Petitioner minor daughter filed a petition seeking support from respondent, who is her father. After a lengthy hearing, the Hearing Examiner rejected respondent father’s argument that his daughter was emancipated, and directed him to pay $142 per week for petitioner’s support. Respondent filed objections to the order of the Hearing Examiner, which, in essence, reiterate his position that his daughter is emancipated and he, therefore, is not liable for her support. Petitioner’s Law Guardian opposes the objections and argues that they should be denied.
This family first became known to the Family Court in September 1989, when the mother filed a family offense petition against her daughter. On consent, the daughter, while represented by a Law Guardian, consented to, inter alla, being placed on probation for a period of one year. At the mother’s insistence, the Probation Department scheduled clinical, drug and alcohol evaluations. Jennifer underwent evaluations at Daytop and at the National Council on Alcoholism.
Daytop reported to Probation that there was no evidence of alcohol or marihuana abuse despite Mrs. Sherman’s prior report to Jennifer’s probation officer that Daytop had recommended their full-time program for Jennifer because she had a serious drug and alcohol problem. The National Council on Alcoholism recommended that Jennifer undergo therapy, even though she was not chemically dependent, as it was felt that she was at risk due to the stress and anxiety caused by her family situation. Jennifer began therapy as recommended, but has not been able to afford continuing it on a regular basis.
On November 8, 1989, a meeting was held at the offices of the Yonkers Probation Department which Jennifer and her parents attended. It is noted that for at least two months prior to the meeting, no one in Jennifer’s home had spoken to her. At the meeting, Mrs. Sherman told Jennifer that she had arranged to have her picked up and taken to Arms Acres psychiatric facility for an in-patient psychiatric evaluation, and that, if she did not go, she would not be permitted to [302]*302return home. It should be noted that the Probation Department had not recommended or arranged for this evaluation. Jennifer refused to go for the evaluation. When she returned home that evening, the locks on the door had been changed, and she was denied access to her home. Since then, Jennifer has maintained herself with the help of friends and neighbors, and a part-time job.
It is noted that in determining the objections, the court will not consider any documents submitted by respondent and annexed as exhibits to his objections which were not introduced into evidence at the hearing.
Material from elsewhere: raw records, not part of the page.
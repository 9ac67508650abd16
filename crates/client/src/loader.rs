//! Loading documents into a fresh memory.

use std::path::PathBuf;

use polyfact_core::Result;
use tracing::{debug, info};

use crate::client::PolyfactClient;
use crate::memory::Memory;

/// Upper bound on the size of a single piece sent to the memory endpoint.
pub const DEFAULT_CHUNK_CHARS: usize = 2000;

/// Something that can be loaded into memory.
#[derive(Debug, Clone, PartialEq, Eq)]
pub enum DataSource {
    /// Inline text.
    Text(String),
    /// A UTF-8 text file on disk.
    File(PathBuf),
}

impl DataSource {
    pub async fn read(&self) -> Result<String> {
        match self {
            Self::Text(text) => Ok(text.clone()),
            Self::File(path) => Ok(tokio::fs::read_to_string(path).await?),
        }
    }
}

/// Progress reported while loading data into a chat's memory.
#[derive(Debug, Clone, Copy, PartialEq, Eq)]
pub enum LoadProgress {
    StartLoading,
    GetMemoryId,
    FullyLoaded,
    LoadError,
}

impl LoadProgress {
    pub fn as_str(&self) -> &'static str {
        match self {
            Self::StartLoading => "START_LOADING",
            Self::GetMemoryId => "GET_MEMORY_ID",
            Self::FullyLoaded => "FULLY_LOADED",
            Self::LoadError => "LOAD_ERROR",
        }
    }
}

impl std::fmt::Display for LoadProgress {
    fn fmt(&self, f: &mut std::fmt::Formatter<'_>) -> std::fmt::Result {
        f.write_str(self.as_str())
    }
}

/// Split text on blank lines and pack paragraphs into pieces of at most
/// `max_chars` characters. Paragraphs longer than that are cut.
pub fn split_into_chunks(text: &str, max_chars: usize) -> Vec<String> {
    let max_chars = max_chars.max(1);
    let normalized = text.replace("\r\n", "\n");
    let mut chunks = Vec::new();
    let mut current = String::new();

    for paragraph in normalized.split("\n\n").map(str::trim).filter(|p| !p.is_empty()) {
        if paragraph.chars().count() > max_chars {
            if !current.is_empty() {
                chunks.push(std::mem::take(&mut current));
            }
            let chars: Vec<char> = paragraph.chars().collect();
            chunks.extend(chars.chunks(max_chars).map(|c| c.iter().collect::<String>()));
            continue;
        }

        let joined_len = if current.is_empty() {
            paragraph.chars().count()
        } else {
            current.chars().count() + 2 + paragraph.chars().count()
        };

        if joined_len > max_chars {
            chunks.push(std::mem::take(&mut current));
        }
        if !current.is_empty() {
            current.push_str("\n\n");
        }
        current.push_str(paragraph);
    }

    if !current.is_empty() {
        chunks.push(current);
    }
    chunks
}

/// Create a memory and fill it with every source, in order.
pub async fn load_into_memory(client: &PolyfactClient, sources: &[DataSource]) -> Result<Memory> {
    let memory = Memory::create(client).await?;
    let mut pieces = 0usize;

    for source in sources {
        let text = source.read().await?;
        for chunk in split_into_chunks(&text, DEFAULT_CHUNK_CHARS) {
            memory.add(&chunk).await?;
            pieces += 1;
        }
        debug!(memory_id = %memory.id(), ?source, "Source loaded");
    }

    info!(memory_id = %memory.id(), sources = sources.len(), pieces, "Data loaded into memory");
    Ok(memory)
}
Respondent argues in his objections that his daughter’s refusal to go to Arms Acres for the psychiatric evaluation was in violation of this court’s order. As a result of said refusal, she "chose to reside outside the home”. He alleges that by refusing to obey the parental direction, she "forfeited her claim for support from him”. He also argues that the Probation Department had no medical evidence on which to base their opinion that Jennifer didn’t need in-patient psychiatric treatment, and that a psychiatrist he had engaged to treat his daughter, Dr. Savyckyj, had recommended in-patient treatment in a letter to the probation officer.
This court’s order of disposition entered September 19, 1989 (Spitz, J.) in the family offense proceeding, stated that petitioner "shall obey all the rules and regulations of her household and her parents”. Respondent’s argument that Jennifer violated said order by refusing to obey her parents and go to Arms Acres is totally without merit. Only this court, after an appropriate petition is filed alleging a violation of a court order, and a hearing is held, has the authority to determine if Jennifer violated the court’s order. If the court determines that its order was violated, then the court, and not one of the parties, determines the appropriate sanction. However, a proper petition alleging a violation was never filed with the court. Therefore, this argument advanced by respondent as a justification for denying entry to her home and support to his daughter is rejected, and this objection is denied in its entirety.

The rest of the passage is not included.